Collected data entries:

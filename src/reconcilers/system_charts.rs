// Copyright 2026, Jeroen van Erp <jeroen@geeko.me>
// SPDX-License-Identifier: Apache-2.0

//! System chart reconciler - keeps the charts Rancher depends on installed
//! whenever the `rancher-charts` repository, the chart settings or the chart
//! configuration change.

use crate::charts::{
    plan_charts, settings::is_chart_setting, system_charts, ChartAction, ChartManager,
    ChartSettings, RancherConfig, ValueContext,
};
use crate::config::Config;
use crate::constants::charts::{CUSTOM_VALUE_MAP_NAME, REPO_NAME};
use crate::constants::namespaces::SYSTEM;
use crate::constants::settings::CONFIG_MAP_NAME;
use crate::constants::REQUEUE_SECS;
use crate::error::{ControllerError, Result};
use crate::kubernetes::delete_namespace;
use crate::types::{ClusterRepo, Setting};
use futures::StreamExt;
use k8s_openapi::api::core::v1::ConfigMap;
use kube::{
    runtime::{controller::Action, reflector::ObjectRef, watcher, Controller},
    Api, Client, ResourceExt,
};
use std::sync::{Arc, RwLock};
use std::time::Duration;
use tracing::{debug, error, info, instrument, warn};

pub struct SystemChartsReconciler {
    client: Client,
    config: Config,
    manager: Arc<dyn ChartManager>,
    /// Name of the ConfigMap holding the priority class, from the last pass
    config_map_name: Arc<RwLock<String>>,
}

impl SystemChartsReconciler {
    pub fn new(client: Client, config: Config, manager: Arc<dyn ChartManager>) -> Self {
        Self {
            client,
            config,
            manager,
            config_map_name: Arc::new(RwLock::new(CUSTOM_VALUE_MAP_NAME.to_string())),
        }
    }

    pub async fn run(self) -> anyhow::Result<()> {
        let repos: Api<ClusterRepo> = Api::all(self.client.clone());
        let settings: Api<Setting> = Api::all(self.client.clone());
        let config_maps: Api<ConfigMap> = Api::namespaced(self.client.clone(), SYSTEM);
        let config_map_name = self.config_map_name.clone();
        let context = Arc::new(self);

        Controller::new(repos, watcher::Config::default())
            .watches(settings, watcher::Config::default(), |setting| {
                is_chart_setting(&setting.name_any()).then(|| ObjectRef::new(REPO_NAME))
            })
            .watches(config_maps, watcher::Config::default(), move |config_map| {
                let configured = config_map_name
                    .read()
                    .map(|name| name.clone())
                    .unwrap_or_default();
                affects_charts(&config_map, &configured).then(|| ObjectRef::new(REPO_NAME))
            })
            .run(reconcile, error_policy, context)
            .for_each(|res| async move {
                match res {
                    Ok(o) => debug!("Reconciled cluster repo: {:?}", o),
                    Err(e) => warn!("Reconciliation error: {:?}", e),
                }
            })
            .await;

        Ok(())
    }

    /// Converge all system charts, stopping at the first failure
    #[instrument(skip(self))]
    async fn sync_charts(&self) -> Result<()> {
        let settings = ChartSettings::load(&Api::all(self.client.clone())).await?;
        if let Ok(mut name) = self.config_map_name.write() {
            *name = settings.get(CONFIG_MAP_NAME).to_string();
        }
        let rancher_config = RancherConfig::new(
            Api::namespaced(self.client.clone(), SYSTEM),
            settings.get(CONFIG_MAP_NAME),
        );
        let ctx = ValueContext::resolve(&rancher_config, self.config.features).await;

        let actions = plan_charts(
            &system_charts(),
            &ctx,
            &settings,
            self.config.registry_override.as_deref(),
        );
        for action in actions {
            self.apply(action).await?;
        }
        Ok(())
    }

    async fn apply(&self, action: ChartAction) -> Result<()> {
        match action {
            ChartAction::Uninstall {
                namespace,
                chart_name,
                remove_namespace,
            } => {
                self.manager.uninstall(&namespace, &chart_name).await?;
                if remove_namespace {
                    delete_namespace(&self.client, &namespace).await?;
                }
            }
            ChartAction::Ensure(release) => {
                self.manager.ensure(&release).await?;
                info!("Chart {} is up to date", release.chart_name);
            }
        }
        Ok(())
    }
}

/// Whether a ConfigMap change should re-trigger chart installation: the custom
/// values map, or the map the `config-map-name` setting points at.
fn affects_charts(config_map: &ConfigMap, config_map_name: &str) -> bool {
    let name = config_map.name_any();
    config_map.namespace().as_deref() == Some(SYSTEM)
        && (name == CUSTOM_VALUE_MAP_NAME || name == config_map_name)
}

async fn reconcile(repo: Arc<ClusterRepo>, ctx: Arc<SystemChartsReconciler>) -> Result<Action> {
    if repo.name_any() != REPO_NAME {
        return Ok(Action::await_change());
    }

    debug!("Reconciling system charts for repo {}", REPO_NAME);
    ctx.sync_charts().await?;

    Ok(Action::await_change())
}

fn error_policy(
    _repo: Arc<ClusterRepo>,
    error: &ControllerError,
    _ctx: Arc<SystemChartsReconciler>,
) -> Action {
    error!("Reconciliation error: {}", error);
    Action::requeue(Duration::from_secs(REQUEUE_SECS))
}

Task:
I would like you to output every record exactly as written.

Solution:
filename src/reconcilers/system_charts.rs
// Copyright 2026, Jeroen van Erp <jeroen@geeko.me>
// SPDX-License-Identifier: Apache-2.0

//! System chart reconciler - keeps the charts Rancher depends on installed
//! whenever the `rancher-charts` repository, the chart settings or the chart
//! configuration change.

use crate::charts::{
    plan_charts, settings::is_chart_setting, system_charts, ChartAction, ChartManager,
    ChartSettings, RancherConfig, ValueContext,
};
use crate::config::Config;
use crate::constants::charts::{CUSTOM_VALUE_MAP_NAME, REPO_NAME};
use crate::constants::namespaces::SYSTEM;
use crate::constants::settings::CONFIG_MAP_NAME;
use crate::constants::REQUEUE_SECS;
use crate::error::{ControllerError, Result};
use crate::kubernetes::delete_namespace;
use crate::types::{ClusterRepo, Setting};
use futures::StreamExt;
use k8s_openapi::api::core::v1::ConfigMap;
use kube::{
    runtime::{controller::Action, reflector::ObjectRef, watcher, Controller},
    Api, Client, ResourceExt,
};
use std::sync::{Arc, RwLock};
use std::time::Duration;
use tracing::{debug, error, info, instrument, warn};

pub struct SystemChartsReconciler {
    client: Client,
    config: Config,
    manager: Arc<dyn ChartManager>,
    /// Name of the ConfigMap holding the priority class, from the last pass
    config_map_name: Arc<RwLock<String>>,
}

impl SystemChartsReconciler {
    pub fn new(client: Client, config: Config, manager: Arc<dyn ChartManager>) -> Self {
        Self {
            client,
            config,
            manager,
            config_map_name: Arc::new(RwLock::new(CUSTOM_VALUE_MAP_NAME.to_string())),
        }
    }

    pub async fn run(self) -> anyhow::Result<()> {
        let repos: Api<ClusterRepo> = Api::all(self.client.clone());
        let settings: Api<Setting> = Api::all(self.client.clone());
        let config_maps: Api<ConfigMap> = Api::namespaced(self.client.clone(), SYSTEM);
        let config_map_name = self.config_map_name.clone();
        let context = Arc::new(self);

        Controller::new(repos, watcher::Config::default())
            .watches(settings, watcher::Config::default(), |setting| {
                is_chart_setting(&setting.name_any()).then(|| ObjectRef::new(REPO_NAME))
            })
            .watches(config_maps, watcher::Config::default(), move |config_map| {
                let configured = config_map_name
                    .read()
                    .map(|name| name.clone())
                    .unwrap_or_default();
                affects_charts(&config_map, &configured).then(|| ObjectRef::new(REPO_NAME))
            })
            .run(reconcile, error_policy, context)
            .for_each(|res| async move {
                match res {
                    Ok(o) => debug!("Reconciled cluster repo: {:?}", o),
                    Err(e) => warn!("Reconciliation error: {:?}", e),
                }
            })
            .await;

        Ok(())
    }

    /// Converge all system charts, stopping at the first failure
    #[instrument(skip(self))]
    async fn sync_charts(&self) -> Result<()> {
        let settings = ChartSettings::load(&Api::all(self.client.clone())).await?;
        if let Ok(mut name) = self.config_map_name.write() {
            *name = settings.get(CONFIG_MAP_NAME).to_string();
        }
        let rancher_config = RancherConfig::new(
            Api::namespaced(self.client.clone(), SYSTEM),
            settings.get(CONFIG_MAP_NAME),
        );
        let ctx = ValueContext::resolve(&rancher_config, self.config.features).await;

        let actions = plan_charts(
            &system_charts(),
            &ctx,
            &settings,
            self.config.registry_override.as_deref(),
        );
        for action in actions {
            self.apply(action).await?;
        }
        Ok(())
    }

    async fn apply(&self, action: ChartAction) -> Result<()> {
        match action {
            ChartAction::Uninstall {
                namespace,
                chart_name,
                remove_namespace,
            } => {
                self.manager.uninstall(&namespace, &chart_name).await?;
                if remove_namespace {
                    delete_namespace(&self.client, &namespace).await?;
                }
            }
            ChartAction::Ensure(release) => {
                self.manager.ensure(&release).await?;
                info!("Chart {} is up to date", release.chart_name);
            }
        }
        Ok(())
    }
}

/// Whether a ConfigMap change should re-trigger chart installation: the custom
/// values map, or the map the `config-map-name` setting points at.
fn affects_charts(config_map: &ConfigMap, config_map_name: &str) -> bool {
    let name = config_map.name_any();
    config_map.namespace().as_deref() == Some(SYSTEM)
        && (name == CUSTOM_VALUE_MAP_NAME || name == config_map_name)
}

async fn reconcile(repo: Arc<ClusterRepo>, ctx: Arc<SystemChartsReconciler>) -> Result<Action> {
    if repo.name_any() != REPO_NAME {
        return Ok(Action::await_change());
    }

    debug!("Reconciling system charts for repo {}", REPO_NAME);
    ctx.sync_charts().await?;

    Ok(Action::await_change())
}

fn error_policy(
    _repo: Arc<ClusterRepo>,
    error: &ControllerError,
    _ctx: Arc<SystemChartsReconciler>,
) -> Action {
    error!("Reconciliation error: {}", error);
    Action::requeue(Duration::from_secs(REQUEUE_SECS))
}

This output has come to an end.